Among the entries below, find every line that has "CreateCouponRequest" and pull it out.

[RECORDS SUPPLIED — start]

//! Login Handler

use std::fmt;

use salvo::{
    oapi::{ToSchema, extract::JsonBody},
    prelude::*,
};
use serde::{Deserialize, Serialize};
use zeroize::Zeroizing;

use flames_app::domain::accounts::data::Credentials;

use crate::{
    accounts::{errors::into_status_error, responses::SessionResponse},
    extensions::*,
};

/// Login Request
#[derive(Serialize, Deserialize, ToSchema)]
pub(crate) struct LoginRequest {
    pub email: String,
    pub password: String,
}

impl fmt::Debug for LoginRequest {
    fn fmt(&self, f: &mut fmt::Formatter<'_>) -> fmt::Result {
        f.debug_struct("LoginRequest")
            .field("email", &self.email)
            .finish_non_exhaustive()
    }
}

impl From<LoginRequest> for Credentials {
    fn from(request: LoginRequest) -> Self {
        Credentials {
            email: request.email,
            password: Zeroizing::new(request.password),
        }
    }
}

/// Login Handler
#[endpoint(
    tags("auth"),
    summary = "Login",
    responses(
        (status_code = StatusCode::OK, description = "Signed in"),
        (status_code = StatusCode::UNAUTHORIZED, description = "Invalid credentials"),
    ),
)]
pub(crate) async fn handler(
    json: JsonBody<LoginRequest>,
    depot: &mut Depot,
) -> Result<Json<SessionResponse>, StatusError> {
    let app = depot.app()?;

    let session = app
        .accounts
        .login(json.into_inner().into())
        .await
        .map_err(into_status_error)?;

    Ok(Json(session.into()))
}

#[cfg(test)]
mod tests {
    use salvo::test::{ResponseExt, TestClient};
    use serde_json::json;
    use testresult::TestResult;

    use flames_app::domain::accounts::{
        AccountsServiceError,
        records::{Session, UserUuid},
    };

    use crate::test_helpers::TestServices;

    use super::*;

    fn make_service(services: TestServices) -> Service {
        services.service(Router::with_path("auth/login").post(handler))
    }

    #[tokio::test]
    async fn test_login_returns_session() -> TestResult {
        let user = UserUuid::new();

        let mut services = TestServices::default();

        services
            .accounts
            .expect_login()
            .once()
            .withf(|credentials| credentials.email == "asha@example.com")
            .return_once(move |_| {
                Ok(Session {
                    token: user.to_string(),
                    user,
                    name: "Asha".to_string(),
                })
            });

        let mut res = TestClient::post("http://example.com/auth/login")
            .json(&json!({ "email": "asha@example.com", "password": "secret" }))
            .send(&make_service(services))
            .await;

        let body: SessionResponse = res.take_json().await?;

        assert_eq!(res.status_code, Some(StatusCode::OK));
        assert_eq!(body.user_id, user.into_uuid());

        Ok(())
    }

    #[tokio::test]
    async fn test_login_wrong_password_returns_401() -> TestResult {
        let mut services = TestServices::default();

        services
            .accounts
            .expect_login()
            .once()
            .return_once(|_| Err(AccountsServiceError::InvalidCredentials));

        let mut res = TestClient::post("http://example.com/auth/login")
            .json(&json!({ "email": "asha@example.com", "password": "wrong" }))
            .send(&make_service(services))
            .await;

        assert_eq!(res.status_code, Some(StatusCode::UNAUTHORIZED));
        assert!(
            res.take_string().await?.contains("Invalid credentials"),
            "expected invalid credentials message"
        );

        Ok(())
    }
}
//! Banner Data

use crate::domain::banners::records::BannerUuid;

/// New Banner Data
#[derive(Debug, Clone, PartialEq)]
pub struct NewBanner {
    pub uuid: BannerUuid,
    pub title: String,
    pub subtitle: Option<String>,
    pub image_url: String,
    pub link: Option<String>,
    pub active: bool,
}
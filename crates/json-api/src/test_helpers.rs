//! Test helpers.

use std::{collections::BTreeMap, sync::Arc};

use flames_app::{
    context::AppContext,
    domain::{
        accounts::MockAccountsService,
        banners::MockBannersService,
        carts::MockCartsService,
        categories::MockCategoriesService,
        coupons::MockCouponsService,
        orders::{
            MockOrdersService,
            records::{
                Address, OrderItemRecord, OrderRecord, OrderStatus, OrderUuid, PAYMENT_PROVIDER,
            },
        },
        products::{
            MockProductsService,
            records::{ProductImage, ProductRecord, ProductUuid},
        },
        seed::MockSeedService,
        wishlists::MockWishlistsService,
    },
};
use jiff::Timestamp;
use salvo::{affix_state::inject, prelude::*};

use crate::state::State;

pub(crate) const TEST_ADMIN_KEY: &str = "test-admin-key";

/// Mock services for one handler test. Unconfigured mocks fail on any call.
#[derive(Default)]
pub(crate) struct TestServices {
    pub(crate) accounts: MockAccountsService,
    pub(crate) banners: MockBannersService,
    pub(crate) carts: MockCartsService,
    pub(crate) categories: MockCategoriesService,
    pub(crate) coupons: MockCouponsService,
    pub(crate) orders: MockOrdersService,
    pub(crate) products: MockProductsService,
    pub(crate) seed: MockSeedService,
    pub(crate) wishlists: MockWishlistsService,
}

impl TestServices {
    pub(crate) fn into_state(self) -> Arc<State> {
        State::from_app_context(
            AppContext {
                accounts: Arc::new(self.accounts),
                banners: Arc::new(self.banners),
                carts: Arc::new(self.carts),
                categories: Arc::new(self.categories),
                coupons: Arc::new(self.coupons),
                orders: Arc::new(self.orders),
                products: Arc::new(self.products),
                seed: Arc::new(self.seed),
                wishlists: Arc::new(self.wishlists),
            },
            TEST_ADMIN_KEY.to_string(),
        )
    }

    pub(crate) fn service(self, route: Router) -> Service {
        Service::new(Router::new().hoop(inject(self.into_state())).push(route))
    }
}

pub(crate) fn make_product(uuid: ProductUuid, slug: &str) -> ProductRecord {
    ProductRecord {
        uuid,
        title: slug.replace('-', " "),
        slug: slug.to_string(),
        description: None,
        price: 5_000,
        sale_price: None,
        currency: "INR".to_string(),
        category: "electronics".to_string(),
        brand: Some("Flames".to_string()),
        rating: 4.5,
        rating_count: 12,
        stock: 3,
        images: vec![ProductImage {
            url: format!("https://img.example.com/{slug}.png"),
            alt: None,
        }],
        specs: BTreeMap::new(),
        featured: false,
        tags: Vec::new(),
        created_at: Timestamp::UNIX_EPOCH,
        updated_at: Timestamp::UNIX_EPOCH,
        deleted_at: None,
    }
}

pub(crate) fn make_address() -> Address {
    Address {
        label: "Home".to_string(),
        line1: "12 MG Road".to_string(),
        line2: None,
        city: "Bengaluru".to_string(),
        state: "Karnataka".to_string(),
        country: "India".to_string(),
        postal_code: "560001".to_string(),
        phone: None,
        is_default: false,
    }
}

pub(crate) fn make_order(uuid: OrderUuid, product: ProductUuid) -> OrderRecord {
    OrderRecord {
        uuid,
        user: None,
        items: vec![OrderItemRecord {
            product,
            title: "phone".to_string(),
            unit_price: 5_000,
            quantity: 2,
            image: None,
        }],
        subtotal: 10_000,
        amount: 9_000,
        currency: "INR".to_string(),
        address: make_address(),
        status: OrderStatus::Pending,
        payment_provider: PAYMENT_PROVIDER.to_string(),
        payment_order_id: "order_abcdefghijkl".to_string(),
        payment_id: None,
        coupon: Some("SAVE10".to_string()),
        created_at: Timestamp::UNIX_EPOCH,
        updated_at: Timestamp::UNIX_EPOCH,
    }
}
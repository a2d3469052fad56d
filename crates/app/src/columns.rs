//! Column conversions shared by the repositories.
//!
//! Amounts are stored as `BIGINT` minor units and counts as `INTEGER`; both are unsigned in
//! the domain.

use sqlx::{Row, postgres::PgRow};

pub(crate) fn try_get_amount(row: &PgRow, col: &str) -> Result<u64, sqlx::Error> {
    let amount_i64: i64 = row.try_get(col)?;

    u64::try_from(amount_i64).map_err(|e| sqlx::Error::ColumnDecode {
        index: col.to_string(),
        source: Box::new(e),
    })
}

pub(crate) fn try_get_optional_amount(row: &PgRow, col: &str) -> Result<Option<u64>, sqlx::Error> {
    let amount_i64: Option<i64> = row.try_get(col)?;

    amount_i64
        .map(u64::try_from)
        .transpose()
        .map_err(|e| sqlx::Error::ColumnDecode {
            index: col.to_string(),
            source: Box::new(e),
        })
}

pub(crate) fn try_get_count(row: &PgRow, col: &str) -> Result<u32, sqlx::Error> {
    let count_i32: i32 = row.try_get(col)?;

    u32::try_from(count_i32).map_err(|e| sqlx::Error::ColumnDecode {
        index: col.to_string(),
        source: Box::new(e),
    })
}

pub(crate) fn encode_amount(amount: u64, col: &str) -> Result<i64, sqlx::Error> {
    i64::try_from(amount).map_err(|e| sqlx::Error::Encode(format!("{col}: {e}").into()))
}

pub(crate) fn encode_count(count: u32, col: &str) -> Result<i32, sqlx::Error> {
    i32::try_from(count).map_err(|e| sqlx::Error::Encode(format!("{col}: {e}").into()))
}

#[cfg(test)]
mod tests {
    use super::*;

    #[test]
    fn encode_amount_rejects_values_above_bigint() {
        assert!(encode_amount(u64::MAX, "price").is_err());
        assert!(matches!(encode_amount(499_900, "price"), Ok(499_900)));
    }

    #[test]
    fn encode_count_rejects_values_above_integer() {
        assert!(encode_count(u32::MAX, "stock").is_err());
        assert!(matches!(encode_count(50, "stock"), Ok(50)));
    }
}
//! Create Coupon Handler

use jiff::Timestamp;
use rust_decimal::Decimal;
use salvo::{
    oapi::{ToSchema, extract::JsonBody},
    prelude::*,
};
use serde::{Deserialize, Serialize};

use flames_app::domain::coupons::{data::NewCoupon, records::CouponUuid};

use crate::{
    coupons::{
        errors::into_status_error,
        handlers::get::{CouponResponse, CouponTypeBody},
    },
    extensions::*,
};

const fn active_by_default() -> bool {
    true
}

/// Create Coupon Request
#[derive(Debug, Serialize, Deserialize, ToSchema)]
pub(crate) struct CreateCouponRequest {
    /// Stored upper-cased
    pub code: String,

    #[serde(rename = "type")]
    pub kind: CouponTypeBody,

    /// Percentage points (fractions allowed) or whole paise, depending on `type`
    pub value: f64,

    /// Minimum subtotal in paise
    #[serde(default)]
    pub min_order: u64,

    #[serde(default = "active_by_default")]
    pub active: bool,

    /// RFC 3339 timestamp after which the coupon no longer applies
    #[serde(default)]
    pub expires_at: Option<String>,
}

/// Create Coupon Handler
#[endpoint(
    tags("admin"),
    summary = "Create Coupon",
    security(("admin_key" = [])),
    responses(
        (status_code = StatusCode::CREATED, description = "Coupon created"),
        (status_code = StatusCode::CONFLICT, description = "Coupon already exists"),
        (status_code = StatusCode::BAD_REQUEST, description = "Bad Request"),
        (status_code = StatusCode::UNAUTHORIZED, description = "Unauthorized"),
    ),
)]
pub(crate) async fn handler(
    json: JsonBody<CreateCouponRequest>,
    depot: &mut Depot,
    res: &mut Response,
) -> Result<Json<CouponResponse>, StatusError> {
    let app = depot.app()?;
    let request = json.into_inner();

    let expires_at = request
        .expires_at
        .map(|value| value.parse::<Timestamp>())
        .transpose()
        .or_400("could not parse \"expires_at\"")?;

    let value = Decimal::try_from(request.value)
        .or_400("could not parse \"value\"")?
        .normalize();

    let coupon = app
        .coupons
        .create_coupon(NewCoupon {
            uuid: CouponUuid::new(),
            code: request.code,
            kind: request.kind.into(),
            value,
            min_order: request.min_order,
            active: request.active,
            expires_at,
        })
        .await
        .map_err(into_status_error)?;

    res.status_code(StatusCode::CREATED);

    Ok(Json(coupon.into()))
}
//! Coupons service errors.

use sqlx::{
    Error,
    error::{DatabaseError, ErrorKind},
};
use thiserror::Error;

#[derive(Debug, Error)]
pub enum CouponsServiceError {
    #[error("coupon already exists")]
    AlreadyExists,

    #[error("coupon not found")]
    NotFound,

    #[error("related resource not found")]
    InvalidReference,

    #[error("missing required data")]
    MissingRequiredData,

    #[error("invalid data")]
    InvalidData,

    #[error("storage error")]
    Sql(#[source] Error),
}

impl From<Error> for CouponsServiceError {
    fn from(error: Error) -> Self {
        if matches!(error, Error::RowNotFound) {
            return Self::NotFound;
        }

        match error.as_database_error().map(DatabaseError::kind) {
            Some(ErrorKind::UniqueViolation) => Self::AlreadyExists,
            Some(ErrorKind::ForeignKeyViolation) => Self::InvalidReference,
            Some(ErrorKind::NotNullViolation) => Self::MissingRequiredData,
            Some(ErrorKind::CheckViolation) => Self::InvalidData,
            Some(ErrorKind::Other | _) | None => Self::Sql(error),
        }
    }
}
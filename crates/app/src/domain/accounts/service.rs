//! Accounts service.

use async_trait::async_trait;
use jiff::Timestamp;
use mockall::automock;
use tracing::info;

use crate::{
    database::Db,
    domain::accounts::{
        data::{Credentials, NewRegistration, OtpVerification},
        errors::AccountsServiceError,
        otp::{OTP_TTL, generate_code},
        password::hash_password,
        records::{OtpRecord, Session, UserUuid},
        repository::{PgAccountsRepository, UserRow},
    },
};

/// Name given to accounts created through OTP without one.
pub const DEFAULT_USER_NAME: &str = "User";

#[derive(Debug, Clone)]
pub struct PgAccountsService {
    db: Db,
    repository: PgAccountsRepository,
}

impl PgAccountsService {
    #[must_use]
    pub fn new(db: Db) -> Self {
        Self {
            db,
            repository: PgAccountsRepository::new(),
        }
    }
}

#[async_trait]
impl AccountsService for PgAccountsService {
    #[tracing::instrument(
        name = "accounts.service.register",
        skip(self, registration),
        fields(user_uuid = tracing::field::Empty),
        err
    )]
    async fn register(
        &self,
        registration: NewRegistration,
    ) -> Result<Session, AccountsServiceError> {
        let name = registration.name.trim();
        let email = registration.email.trim();

        if name.is_empty() || email.is_empty() || registration.password.is_empty() {
            return Err(AccountsServiceError::MissingRequiredData);
        }

        let password_hash = hash_password(&registration.password);

        let mut tx = self.db.begin().await?;

        let user = self
            .repository
            .create_user(
                &mut tx,
                UserRow {
                    uuid: UserUuid::new(),
                    name,
                    email,
                    password_hash: Some(&password_hash),
                    phone: registration.phone.as_deref().map(str::trim),
                },
            )
            .await?;

        tx.commit().await?;

        tracing::Span::current().record("user_uuid", tracing::field::display(user.uuid));

        info!(user_uuid = %user.uuid, "registered user");

        Ok(Session::from(&user))
    }

    async fn login(&self, credentials: Credentials) -> Result<Session, AccountsServiceError> {
        let mut tx = self.db.begin().await?;

        let user = self
            .repository
            .find_user_by_email(&mut tx, credentials.email.trim())
            .await?;

        tx.commit().await?;

        let password_hash = hash_password(&credentials.password);

        user.filter(|user| {
            user.is_active && user.password_hash.as_deref() == Some(password_hash.as_str())
        })
        .map(|user| Session::from(&user))
        .ok_or(AccountsServiceError::InvalidCredentials)
    }

    #[tracing::instrument(name = "accounts.service.request_otp", skip(self, phone), err)]
    async fn request_otp(
        &self,
        phone: &str,
        point_in_time: Timestamp,
    ) -> Result<OtpRecord, AccountsServiceError> {
        let phone = phone.trim();

        if phone.is_empty() {
            return Err(AccountsServiceError::MissingRequiredData);
        }

        let expires_at = point_in_time
            .checked_add(OTP_TTL)
            .map_err(|_jiff| AccountsServiceError::InvalidData)?;

        let mut tx = self.db.begin().await?;

        let otp = self
            .repository
            .upsert_otp(&mut tx, phone, &generate_code(), expires_at)
            .await?;

        tx.commit().await?;

        info!(expires_at = %otp.expires_at, "issued otp");

        Ok(otp)
    }

    #[tracing::instrument(
        name = "accounts.service.verify_otp",
        skip(self, verification),
        fields(user_uuid = tracing::field::Empty, created = tracing::field::Empty),
        err
    )]
    async fn verify_otp(
        &self,
        verification: OtpVerification,
        point_in_time: Timestamp,
    ) -> Result<Session, AccountsServiceError> {
        let phone = verification.phone.trim();

        let mut tx = self.db.begin().await?;

        let accepted = self
            .repository
            .find_otp(&mut tx, phone)
            .await?
            .is_some_and(|otp| otp.accepts(verification.code.trim(), point_in_time));

        if !accepted {
            return Err(AccountsServiceError::InvalidOtp);
        }

        let existing = self.repository.find_user_by_phone(&mut tx, phone).await?;
        let created = existing.is_none();

        let user = match existing {
            Some(user) => user,
            None => {
                let name = verification
                    .name
                    .as_deref()
                    .map(str::trim)
                    .filter(|name| !name.is_empty())
                    .unwrap_or(DEFAULT_USER_NAME);

                let email = verification
                    .email
                    .as_deref()
                    .map(str::trim)
                    .filter(|email| !email.is_empty())
                    .map_or_else(|| format!("{phone}@example.com"), str::to_string);

                self.repository
                    .create_user(
                        &mut tx,
                        UserRow {
                            uuid: UserUuid::new(),
                            name,
                            email: &email,
                            password_hash: None,
                            phone: Some(phone),
                        },
                    )
                    .await?
            }
        };

        self.repository.delete_otp(&mut tx, phone).await?;

        tx.commit().await?;

        let span = tracing::Span::current();

        span.record("user_uuid", tracing::field::display(user.uuid));
        span.record("created", created);

        info!(user_uuid = %user.uuid, created, "verified otp");

        Ok(Session::from(&user))
    }
}

#[automock]
#[async_trait]
pub trait AccountsService: Send + Sync {
    /// Creates an email/password account and signs it in.
    async fn register(
        &self,
        registration: NewRegistration,
    ) -> Result<Session, AccountsServiceError>;

    /// Signs in with email and password.
    async fn login(&self, credentials: Credentials) -> Result<Session, AccountsServiceError>;

    /// Issues a six digit passcode for `phone`, replacing any earlier one.
    async fn request_otp(
        &self,
        phone: &str,
        point_in_time: Timestamp,
    ) -> Result<OtpRecord, AccountsServiceError>;

    /// Consumes a passcode and signs in, creating the account on first use of the phone.
    async fn verify_otp(
        &self,
        verification: OtpVerification,
        point_in_time: Timestamp,
    ) -> Result<Session, AccountsServiceError>;
}

#[cfg(test)]
mod tests {
    use jiff::ToSpan;
    use testresult::TestResult;
    use zeroize::Zeroizing;

    use crate::test::TestContext;

    use super::*;

    fn registration(email: &str, password: &str) -> NewRegistration {
        NewRegistration {
            name: "Asha".to_string(),
            email: email.to_string(),
            password: Zeroizing::new(password.to_string()),
            phone: None,
        }
    }

    fn credentials(email: &str, password: &str) -> Credentials {
        Credentials {
            email: email.to_string(),
            password: Zeroizing::new(password.to_string()),
        }
    }

    fn verification(phone: &str, code: &str) -> OtpVerification {
        OtpVerification {
            phone: phone.to_string(),
            code: code.to_string(),
            name: None,
            email: None,
        }
    }

    #[tokio::test]
    async fn register_then_login_returns_same_user() -> TestResult {
        let ctx = TestContext::new().await;

        let registered = ctx
            .accounts
            .register(registration("asha@example.com", "secret"))
            .await?;

        let session = ctx
            .accounts
            .login(credentials("asha@example.com", "secret"))
            .await?;

        assert_eq!(registered.user, session.user);
        assert_eq!(session.token, session.user.to_string());
        assert_eq!(session.name, "Asha");

        Ok(())
    }

    #[tokio::test]
    async fn register_duplicate_email_returns_already_exists() -> TestResult {
        let ctx = TestContext::new().await;

        ctx.accounts
            .register(registration("asha@example.com", "secret"))
            .await?;

        let result = ctx
            .accounts
            .register(registration("asha@example.com", "other"))
            .await;

        assert!(
            matches!(result, Err(AccountsServiceError::AlreadyExists)),
            "expected AlreadyExists, got {result:?}"
        );

        Ok(())
    }

    #[tokio::test]
    async fn register_blank_password_returns_missing_required_data() {
        let ctx = TestContext::new().await;

        let result = ctx
            .accounts
            .register(registration("asha@example.com", ""))
            .await;

        assert!(
            matches!(result, Err(AccountsServiceError::MissingRequiredData)),
            "expected MissingRequiredData, got {result:?}"
        );
    }

    #[tokio::test]
    async fn login_wrong_password_returns_invalid_credentials() -> TestResult {
        let ctx = TestContext::new().await;

        ctx.accounts
            .register(registration("asha@example.com", "secret"))
            .await?;

        let wrong_password = ctx
            .accounts
            .login(credentials("asha@example.com", "Secret"))
            .await;

        let unknown_email = ctx
            .accounts
            .login(credentials("nobody@example.com", "secret"))
            .await;

        assert!(
            matches!(wrong_password, Err(AccountsServiceError::InvalidCredentials)),
            "expected InvalidCredentials, got {wrong_password:?}"
        );
        assert!(
            matches!(unknown_email, Err(AccountsServiceError::InvalidCredentials)),
            "expected InvalidCredentials, got {unknown_email:?}"
        );

        Ok(())
    }

    #[tokio::test]
    async fn verify_otp_creates_user_once_and_consumes_code() -> TestResult {
        let ctx = TestContext::new().await;
        let now = Timestamp::from_second(1_800_000_000)?;

        let otp = ctx.accounts.request_otp("9990001111", now).await?;

        assert_eq!(otp.code.len(), 6);
        assert_eq!(otp.expires_at, now.checked_add(5.minutes())?);

        let first = ctx
            .accounts
            .verify_otp(verification("9990001111", &otp.code), now)
            .await?;

        assert_eq!(first.name, DEFAULT_USER_NAME);

        let reused = ctx
            .accounts
            .verify_otp(verification("9990001111", &otp.code), now)
            .await;

        assert!(
            matches!(reused, Err(AccountsServiceError::InvalidOtp)),
            "expected InvalidOtp on reuse, got {reused:?}"
        );

        let again = ctx.accounts.request_otp("9990001111", now).await?;

        let second = ctx
            .accounts
            .verify_otp(verification("9990001111", &again.code), now)
            .await?;

        assert_eq!(first.user, second.user, "phone should map to one account");

        Ok(())
    }

    #[tokio::test]
    async fn verify_otp_wrong_or_expired_code_returns_invalid_otp() -> TestResult {
        let ctx = TestContext::new().await;
        let now = Timestamp::now();

        let otp = ctx.accounts.request_otp("9990002222", now).await?;
        let wrong_code = if otp.code == "000000" { "111111" } else { "000000" };

        let wrong = ctx
            .accounts
            .verify_otp(verification("9990002222", wrong_code), now)
            .await;

        let expired = ctx
            .accounts
            .verify_otp(
                verification("9990002222", &otp.code),
                now.checked_add(10.minutes())?,
            )
            .await;

        let unknown = ctx
            .accounts
            .verify_otp(verification("9990003333", &otp.code), now)
            .await;

        for result in [wrong, expired, unknown] {
            assert!(
                matches!(result, Err(AccountsServiceError::InvalidOtp)),
                "expected InvalidOtp, got {result:?}"
            );
        }

        Ok(())
    }

    #[tokio::test]
    async fn verify_otp_uses_supplied_name_and_email() -> TestResult {
        let ctx = TestContext::new().await;
        let now = Timestamp::now();

        let otp = ctx.accounts.request_otp("9990004444", now).await?;

        let session = ctx
            .accounts
            .verify_otp(
                OtpVerification {
                    name: Some("Ravi".to_string()),
                    email: Some("ravi@example.com".to_string()),
                    ..verification("9990004444", &otp.code)
                },
                now,
            )
            .await?;

        assert_eq!(session.name, "Ravi");

        let duplicate = ctx
            .accounts
            .register(registration("ravi@example.com", "secret"))
            .await;

        assert!(
            matches!(duplicate, Err(AccountsServiceError::AlreadyExists)),
            "expected the OTP account to own the email, got {duplicate:?}"
        );

        Ok(())
    }
}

[RECORDS SUPPLIED — finish]

» **WRITTEN REPLY**:
pub(crate) struct CreateCouponRequest {
    json: JsonBody<CreateCouponRequest>,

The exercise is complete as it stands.